For a more detailed example showing the advantages of higher-order procedures in Unix systems programming, consider the task of making random temporary objects (files, directories, fifos, etc.) in the file system. Most Unix's simply provide a function such as tmpnam() that creates a file with an unusual name, and hope for the best. Other Unix's provide functions that avoid the race condition between determining the temporary file's name and creating it, but they do not provide equivalent features for non-file objects, such as directories or symbolic links. This functionality is easily generalised with the procedure

(temp-file-iterate maker [template])
This procedure can be used to perform atomic transactions on the file system involving filenames, e.g.:

The string template is a format control string used to generate a series of trial filenames; it defaults to

"/usr/tmp/<pid>.~a"
where <pid> is the current process' process id. Filenames are generated by calling format to instantiate the template's ~a field with a varying string. (It is not necessary for the process' pid to be a part of the filename for the uniqueness guarantees to hold. The pid component of the default prefix simply serves to scatter the name searches into sparse regions, so that collisions are less likely to occur. This speeds things up, but does not affect correctness.)

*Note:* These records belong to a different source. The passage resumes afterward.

//! # Pricing Module
//!
//! Turns a cart, an optional coupon and the storefront's pricing constants
//! into an [`OrderBreakdown`].
//!
//! ## Computation Order
//! ```text
//! ┌─────────────────────────────────────────────────────────────────────────┐
//! │  1. subtotal            = Σ unit_price(weight) × qty   (missing → ₹0)   │
//! │  2. discount            = subtotal × coupon %          (no coupon → ₹0) │
//! │  3. discounted_subtotal = subtotal − discount                           │
//! │  4. shipping            = tier(subtotal)   ◄── ORIGINAL subtotal        │
//! │  5. tax                 = discounted_subtotal × tax rate                │
//! │  6. total               = discounted_subtotal + tax + shipping + fees   │
//! └─────────────────────────────────────────────────────────────────────────┘
//! ```
//!
//! ## Shipping Tiers (default policy)
//! ```text
//!   subtotal > ₹1000          → free      (strict >, ₹1000 itself pays)
//!   subtotal < ₹250           → ₹55
//!   subtotal < ₹500           → ₹65
//!   otherwise [₹500, ₹1000]   → ₹70
//! ```
//!
//! The breakdown is recomputed from scratch on every call; nothing here
//! holds state, reads a clock or fails.

use serde::{Deserialize, Serialize};
use ts_rs::TS;

use crate::coupon::Coupon;
use crate::money::Money;
use crate::types::{LineItem, Percentage};

// =============================================================================
// Shipping Policy
// =============================================================================

/// One paid shipping tier: orders whose subtotal is strictly below
/// `below` pay `cost`.
#[derive(Debug, Clone, Copy, PartialEq, Eq, Serialize, Deserialize, TS)]
#[serde(rename_all = "camelCase")]
#[ts(export)]
pub struct ShippingTier {
    pub below: Money,
    pub cost: Money,
}

/// Tiered shipping on the pre-discount subtotal.
#[derive(Debug, Clone, PartialEq, Eq, Serialize, Deserialize, TS)]
#[serde(rename_all = "camelCase")]
#[ts(export)]
pub struct ShippingPolicy {
    /// Orders with a subtotal strictly above this ship free.
    pub free_above: Money,

    /// Paid tiers, checked in ascending `below` order.
    pub tiers: Vec<ShippingTier>,

    /// Cost when no tier matches and the order does not ship free.
    pub fallback: Money,
}

impl ShippingPolicy {
    /// Shipping cost for an order with this subtotal.
    pub fn cost_for(&self, subtotal: Money) -> Money {
        if subtotal > self.free_above {
            return Money::zero();
        }

        self.tiers
            .iter()
            .find(|tier| subtotal < tier.below)
            .map(|tier| tier.cost)
            .unwrap_or(self.fallback)
    }
}

impl Default for ShippingPolicy {
    fn default() -> Self {
        ShippingPolicy {
            free_above: Money::from_rupees(1000),
            tiers: vec![
                ShippingTier {
                    below: Money::from_rupees(250),
                    cost: Money::from_rupees(55),
                },
                ShippingTier {
                    below: Money::from_rupees(500),
                    cost: Money::from_rupees(65),
                },
            ],
            fallback: Money::from_rupees(70),
        }
    }
}

// =============================================================================
// Pricing Config
// =============================================================================

/// The storefront's pricing constants.
#[derive(Debug, Clone, PartialEq, Eq, Default, Serialize, Deserialize, TS)]
#[serde(rename_all = "camelCase")]
#[ts(export)]
pub struct PricingConfig {
    /// Applied to the discounted subtotal. Zero unless configured.
    pub tax_rate: Percentage,

    pub shipping: ShippingPolicy,

    /// Flat fee added to every order. Zero unless configured.
    pub additional_fees: Money,
}

// =============================================================================
// Order Breakdown
// =============================================================================

/// Every figure shown in the order summary.
#[derive(Debug, Clone, Copy, PartialEq, Eq, Default, Serialize, Deserialize, TS)]
#[serde(rename_all = "camelCase")]
#[ts(export)]
pub struct OrderBreakdown {
    pub subtotal: Money,
    pub discount: Money,
    pub discounted_subtotal: Money,
    pub shipping: Money,
    pub tax: Money,
    pub additional_fees: Money,
    pub total: Money,
}

impl OrderBreakdown {
    /// Computes the breakdown for `items` with an optional coupon.
    ///
    /// ## Example
    /// ```rust
    /// use storefront_core::money::Money;
    /// use storefront_core::pricing::{OrderBreakdown, PricingConfig};
    ///
    /// let breakdown = OrderBreakdown::compute(&[], None, &PricingConfig::default());
    /// assert_eq!(breakdown.total, Money::from_rupees(55)); // empty order, lowest tier
    /// ```
    pub fn compute(items: &[LineItem], coupon: Option<&Coupon>, config: &PricingConfig) -> Self {
        let subtotal: Money = items.iter().map(LineItem::line_total).sum();

        let discount = coupon
            .map(|c| subtotal.portion(c.discount))
            .unwrap_or_default();
        let discounted_subtotal = subtotal - discount;

        let shipping = config.shipping.cost_for(subtotal);
        let tax = discounted_subtotal.portion(config.tax_rate);
        let total = discounted_subtotal + tax + shipping + config.additional_fees;

        OrderBreakdown {
            subtotal,
            discount,
            discounted_subtotal,
            shipping,
            tax,
            additional_fees: config.additional_fees,
            total,
        }
    }

    pub fn is_free_shipping(&self) -> bool {
        self.shipping.is_zero()
    }
}

// =============================================================================
// Unit Tests
// =============================================================================
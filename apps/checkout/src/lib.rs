//! # Storefront Checkout Library
//!
//! Orchestration layer between the storefront frontend and
//! `storefront-core`: session state, commands and the checkout's side
//! effects (confirmation email, payment gateway, WhatsApp handoff).
//!
//! ## Module Organization
//! ```text
//! storefront_checkout/
//! ├── lib.rs          ◄─── You are here (exports, logging setup)
//! ├── state/
//! │   ├── mod.rs      ◄─── State type exports
//! │   ├── config.rs   ◄─── Environment configuration
//! │   └── session.rs  ◄─── Cart + coupon + submission state
//! ├── commands/
//! │   ├── mod.rs      ◄─── Command exports, Notice
//! │   ├── cart.rs     ◄─── Cart manipulation commands
//! │   ├── coupon.rs   ◄─── Coupon commands
//! │   ├── checkout.rs ◄─── Form pre-fill, place_order
//! │   ├── confirmation.rs ◄─── Handoff links and redirect
//! │   ├── config.rs   ◄─── Public settings
//! │   └── policy.rs   ◄─── Refund policy
//! ├── services/
//! │   ├── email.rs    ◄─── Confirmation email client
//! │   ├── payment.rs  ◄─── Payment gateway seam
//! │   └── redirect.rs ◄─── Delayed redirect task
//! └── error.rs        ◄─── API error type for commands
//! ```
//!
//! ## State Management
//! ```text
//! ┌─────────────────────────────────────────────────────────────────────────┐
//! │                    Checkout State                                       │
//! │                                                                         │
//! │  ┌──────────────────────┐             ┌──────────────────────┐          │
//! │  │   CheckoutSession    │             │    CheckoutConfig    │          │
//! │  │                      │             │                      │          │
//! │  │  • Cart lines        │             │  • Backend URL       │          │
//! │  │  • Applied coupon    │             │  • Tax, shipping     │          │
//! │  │  • Submission state  │             │  • WhatsApp number   │          │
//! │  └──────────────────────┘             └──────────────────────┘          │
//! │        &mut per command                     & everywhere                │
//! └─────────────────────────────────────────────────────────────────────────┘
//! ```

pub mod commands;
pub mod error;
pub mod services;
pub mod state;

use tracing_subscriber::EnvFilter;

pub use error::{ApiError, ErrorCode};
pub use state::{CheckoutConfig, CheckoutSession};

/// Initializes the tracing subscriber for structured logging.
///
/// ## Log Levels
/// - `RUST_LOG=debug` - Show debug messages
/// - `RUST_LOG=storefront_checkout=trace` - Show trace for this crate only
/// - Default: INFO, DEBUG for the storefront crates
pub fn init_tracing() {
    let filter = EnvFilter::try_from_default_env()
        .unwrap_or_else(|_| EnvFilter::new("info,storefront=debug"));

    tracing_subscriber::fmt().with_env_filter(filter).init();
}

The maker procedure is serially called on each filename generated. It must return at least one value; it may return multiple values. If the first return value is #f or if maker raises the ``file already exists'' syscall error exception, temp-file-iterate will loop, generating a new filename and calling maker again. If the first return value is true, the loop is terminated, returning whatever maker returned.

After a number of unsuccessful trials, temp-file-iterate may give up and signal an error.

To rename a file to a temporary name, we write:


(temp-file-iterate (lambda (backup-name)
                     (create-hard-link old-file
                                       backup-name)
                     backup-name)
                   ".#temp. a") ; Keep link in cwd.
(delete-file old-file)
Note the guarantee: if temp-file-iterate returns successfully, then the hard link was definitely created, so we can safely delete the old link with the following delete-file.

To create a unique temporary directory, we write:

(temp-file-iterate (lambda (dir) (create-directory dir) dir))
Similar operations can be used to generate unique symlinks and fifos, or to return values other than the new filename (e.g., an open file descriptor or port).